- _Stored data entries_
▬▬▬

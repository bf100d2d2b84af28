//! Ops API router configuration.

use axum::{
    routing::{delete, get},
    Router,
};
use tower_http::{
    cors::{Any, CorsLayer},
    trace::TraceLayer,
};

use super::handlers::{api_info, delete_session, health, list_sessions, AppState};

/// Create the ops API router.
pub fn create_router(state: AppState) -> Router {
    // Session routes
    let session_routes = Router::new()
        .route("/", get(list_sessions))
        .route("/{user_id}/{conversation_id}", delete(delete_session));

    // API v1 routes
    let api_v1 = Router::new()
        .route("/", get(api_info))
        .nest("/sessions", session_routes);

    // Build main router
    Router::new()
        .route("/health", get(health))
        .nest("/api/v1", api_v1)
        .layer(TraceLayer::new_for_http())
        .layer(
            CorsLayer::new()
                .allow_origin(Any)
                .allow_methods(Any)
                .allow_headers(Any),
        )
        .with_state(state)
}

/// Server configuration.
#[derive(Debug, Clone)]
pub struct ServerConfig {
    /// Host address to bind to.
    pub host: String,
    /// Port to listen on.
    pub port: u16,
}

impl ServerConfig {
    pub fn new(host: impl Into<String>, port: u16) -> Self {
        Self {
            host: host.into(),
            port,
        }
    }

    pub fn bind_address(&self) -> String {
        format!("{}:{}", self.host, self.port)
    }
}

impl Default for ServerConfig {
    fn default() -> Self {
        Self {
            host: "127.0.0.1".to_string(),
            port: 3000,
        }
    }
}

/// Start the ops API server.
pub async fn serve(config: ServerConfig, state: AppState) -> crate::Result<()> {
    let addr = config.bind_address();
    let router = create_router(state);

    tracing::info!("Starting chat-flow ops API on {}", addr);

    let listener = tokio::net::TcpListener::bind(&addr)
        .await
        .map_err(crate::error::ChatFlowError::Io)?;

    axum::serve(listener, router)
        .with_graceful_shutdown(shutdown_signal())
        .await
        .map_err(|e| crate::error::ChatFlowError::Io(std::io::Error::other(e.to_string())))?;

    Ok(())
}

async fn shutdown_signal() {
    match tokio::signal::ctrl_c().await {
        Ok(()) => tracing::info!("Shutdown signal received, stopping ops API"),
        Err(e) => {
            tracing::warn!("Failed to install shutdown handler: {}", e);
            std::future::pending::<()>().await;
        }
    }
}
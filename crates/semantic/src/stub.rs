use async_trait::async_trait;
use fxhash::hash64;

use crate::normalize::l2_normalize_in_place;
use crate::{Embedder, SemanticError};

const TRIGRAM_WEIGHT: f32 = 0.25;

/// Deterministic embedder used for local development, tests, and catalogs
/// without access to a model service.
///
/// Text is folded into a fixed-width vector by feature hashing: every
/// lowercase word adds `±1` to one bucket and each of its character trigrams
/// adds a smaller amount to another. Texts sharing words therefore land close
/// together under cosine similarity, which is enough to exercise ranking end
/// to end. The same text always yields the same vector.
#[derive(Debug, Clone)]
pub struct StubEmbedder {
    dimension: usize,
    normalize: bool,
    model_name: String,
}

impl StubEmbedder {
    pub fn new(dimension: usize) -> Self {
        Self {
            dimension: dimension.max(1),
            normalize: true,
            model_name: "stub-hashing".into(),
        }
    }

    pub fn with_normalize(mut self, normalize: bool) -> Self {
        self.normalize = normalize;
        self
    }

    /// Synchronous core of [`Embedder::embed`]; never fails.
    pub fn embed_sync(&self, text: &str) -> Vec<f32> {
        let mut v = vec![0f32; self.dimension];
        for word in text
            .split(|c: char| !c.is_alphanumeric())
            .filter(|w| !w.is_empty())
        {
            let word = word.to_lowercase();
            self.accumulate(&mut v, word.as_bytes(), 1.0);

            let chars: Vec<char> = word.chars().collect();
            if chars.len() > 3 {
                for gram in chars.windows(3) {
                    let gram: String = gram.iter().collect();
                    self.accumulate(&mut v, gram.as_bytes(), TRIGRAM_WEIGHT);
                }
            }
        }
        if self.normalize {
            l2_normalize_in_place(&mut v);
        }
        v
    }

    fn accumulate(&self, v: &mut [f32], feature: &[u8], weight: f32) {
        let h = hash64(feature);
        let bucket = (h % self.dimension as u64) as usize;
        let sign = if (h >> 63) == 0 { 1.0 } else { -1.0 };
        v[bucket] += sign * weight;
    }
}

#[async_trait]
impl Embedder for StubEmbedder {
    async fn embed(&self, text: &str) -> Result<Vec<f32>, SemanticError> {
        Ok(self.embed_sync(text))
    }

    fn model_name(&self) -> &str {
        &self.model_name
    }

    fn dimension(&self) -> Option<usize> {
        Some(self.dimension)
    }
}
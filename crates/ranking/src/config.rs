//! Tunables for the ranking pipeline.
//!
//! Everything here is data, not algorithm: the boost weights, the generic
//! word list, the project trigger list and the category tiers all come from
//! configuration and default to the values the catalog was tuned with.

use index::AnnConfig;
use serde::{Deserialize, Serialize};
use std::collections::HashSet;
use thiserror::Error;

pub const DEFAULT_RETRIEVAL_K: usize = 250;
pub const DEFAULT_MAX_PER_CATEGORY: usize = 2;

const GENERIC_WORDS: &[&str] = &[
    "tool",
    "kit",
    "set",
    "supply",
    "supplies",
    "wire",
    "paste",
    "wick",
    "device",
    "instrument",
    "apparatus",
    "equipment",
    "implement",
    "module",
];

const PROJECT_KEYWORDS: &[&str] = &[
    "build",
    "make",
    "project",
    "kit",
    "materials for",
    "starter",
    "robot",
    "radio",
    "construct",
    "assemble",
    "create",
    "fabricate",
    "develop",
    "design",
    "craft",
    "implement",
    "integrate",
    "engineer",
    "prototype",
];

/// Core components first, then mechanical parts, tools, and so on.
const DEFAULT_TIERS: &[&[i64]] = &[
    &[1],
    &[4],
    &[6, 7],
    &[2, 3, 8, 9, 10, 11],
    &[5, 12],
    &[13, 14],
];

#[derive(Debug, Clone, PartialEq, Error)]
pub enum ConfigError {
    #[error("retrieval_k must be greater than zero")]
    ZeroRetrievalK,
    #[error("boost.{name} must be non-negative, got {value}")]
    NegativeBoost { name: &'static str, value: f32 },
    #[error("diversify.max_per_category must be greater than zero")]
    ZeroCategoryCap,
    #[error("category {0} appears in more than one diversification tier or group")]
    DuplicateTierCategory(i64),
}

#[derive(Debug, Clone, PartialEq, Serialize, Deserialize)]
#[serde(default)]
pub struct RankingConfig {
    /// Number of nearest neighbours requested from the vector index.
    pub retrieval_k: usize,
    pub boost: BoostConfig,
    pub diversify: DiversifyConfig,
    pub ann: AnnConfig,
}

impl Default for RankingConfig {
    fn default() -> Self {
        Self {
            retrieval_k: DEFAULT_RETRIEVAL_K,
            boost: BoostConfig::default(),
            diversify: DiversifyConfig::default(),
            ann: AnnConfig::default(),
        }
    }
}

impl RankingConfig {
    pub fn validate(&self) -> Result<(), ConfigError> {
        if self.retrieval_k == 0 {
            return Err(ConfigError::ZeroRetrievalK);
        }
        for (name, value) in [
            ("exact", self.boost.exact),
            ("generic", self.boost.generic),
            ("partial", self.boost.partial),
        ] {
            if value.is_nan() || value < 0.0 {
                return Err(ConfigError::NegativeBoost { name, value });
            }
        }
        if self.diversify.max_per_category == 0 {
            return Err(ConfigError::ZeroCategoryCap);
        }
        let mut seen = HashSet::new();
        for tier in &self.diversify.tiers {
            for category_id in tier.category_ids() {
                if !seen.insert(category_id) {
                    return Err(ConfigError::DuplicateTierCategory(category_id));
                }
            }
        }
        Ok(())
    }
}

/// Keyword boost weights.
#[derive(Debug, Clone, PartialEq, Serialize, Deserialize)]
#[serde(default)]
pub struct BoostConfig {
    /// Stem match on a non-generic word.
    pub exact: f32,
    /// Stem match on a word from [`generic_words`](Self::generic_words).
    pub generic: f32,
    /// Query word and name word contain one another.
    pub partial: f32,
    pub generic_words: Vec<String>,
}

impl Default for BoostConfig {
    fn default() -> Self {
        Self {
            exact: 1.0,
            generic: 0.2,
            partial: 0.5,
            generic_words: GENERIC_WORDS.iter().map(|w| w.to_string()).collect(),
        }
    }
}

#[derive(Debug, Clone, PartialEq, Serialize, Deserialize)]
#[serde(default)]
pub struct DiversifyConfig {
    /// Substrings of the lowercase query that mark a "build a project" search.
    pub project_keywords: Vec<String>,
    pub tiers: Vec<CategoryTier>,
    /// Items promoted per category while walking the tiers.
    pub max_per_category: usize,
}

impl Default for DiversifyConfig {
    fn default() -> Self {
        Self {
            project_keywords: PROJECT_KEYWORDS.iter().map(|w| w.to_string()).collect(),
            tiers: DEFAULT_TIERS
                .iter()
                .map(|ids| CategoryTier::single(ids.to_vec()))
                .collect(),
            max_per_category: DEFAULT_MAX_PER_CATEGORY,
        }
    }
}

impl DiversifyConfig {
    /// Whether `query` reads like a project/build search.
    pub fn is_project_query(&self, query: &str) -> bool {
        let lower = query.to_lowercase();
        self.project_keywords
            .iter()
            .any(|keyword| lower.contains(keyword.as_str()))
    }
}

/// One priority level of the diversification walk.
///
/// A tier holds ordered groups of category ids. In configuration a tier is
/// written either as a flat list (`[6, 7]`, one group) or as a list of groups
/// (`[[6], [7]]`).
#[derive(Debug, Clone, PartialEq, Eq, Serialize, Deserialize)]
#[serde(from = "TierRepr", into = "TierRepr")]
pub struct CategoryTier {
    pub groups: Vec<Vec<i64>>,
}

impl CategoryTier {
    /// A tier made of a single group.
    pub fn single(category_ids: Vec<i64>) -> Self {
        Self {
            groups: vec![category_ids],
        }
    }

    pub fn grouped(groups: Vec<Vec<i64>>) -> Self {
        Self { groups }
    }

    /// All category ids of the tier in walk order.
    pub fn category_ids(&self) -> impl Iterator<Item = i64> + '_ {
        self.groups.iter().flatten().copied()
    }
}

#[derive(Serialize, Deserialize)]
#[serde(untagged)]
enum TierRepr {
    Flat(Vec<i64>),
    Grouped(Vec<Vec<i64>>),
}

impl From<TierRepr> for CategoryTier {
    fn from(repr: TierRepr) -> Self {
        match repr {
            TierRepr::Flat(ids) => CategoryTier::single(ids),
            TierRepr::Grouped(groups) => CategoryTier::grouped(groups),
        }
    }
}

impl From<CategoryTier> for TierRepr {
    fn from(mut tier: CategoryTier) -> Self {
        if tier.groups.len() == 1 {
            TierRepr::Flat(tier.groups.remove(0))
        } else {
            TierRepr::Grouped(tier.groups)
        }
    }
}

▬▬▬

- _HOW TO COMPLETE THIS TASK_
Would you retype exactly the lines above, from the line with "a model service." to the line with "its character trigrams", with both end lines kept and nothing more?

- _EXERCISE RESPONSE_
/// without access to a model service.
///
/// Text is folded into a fixed-width vector by feature hashing: every
/// lowercase word adds `±1` to one bucket and each of its character trigrams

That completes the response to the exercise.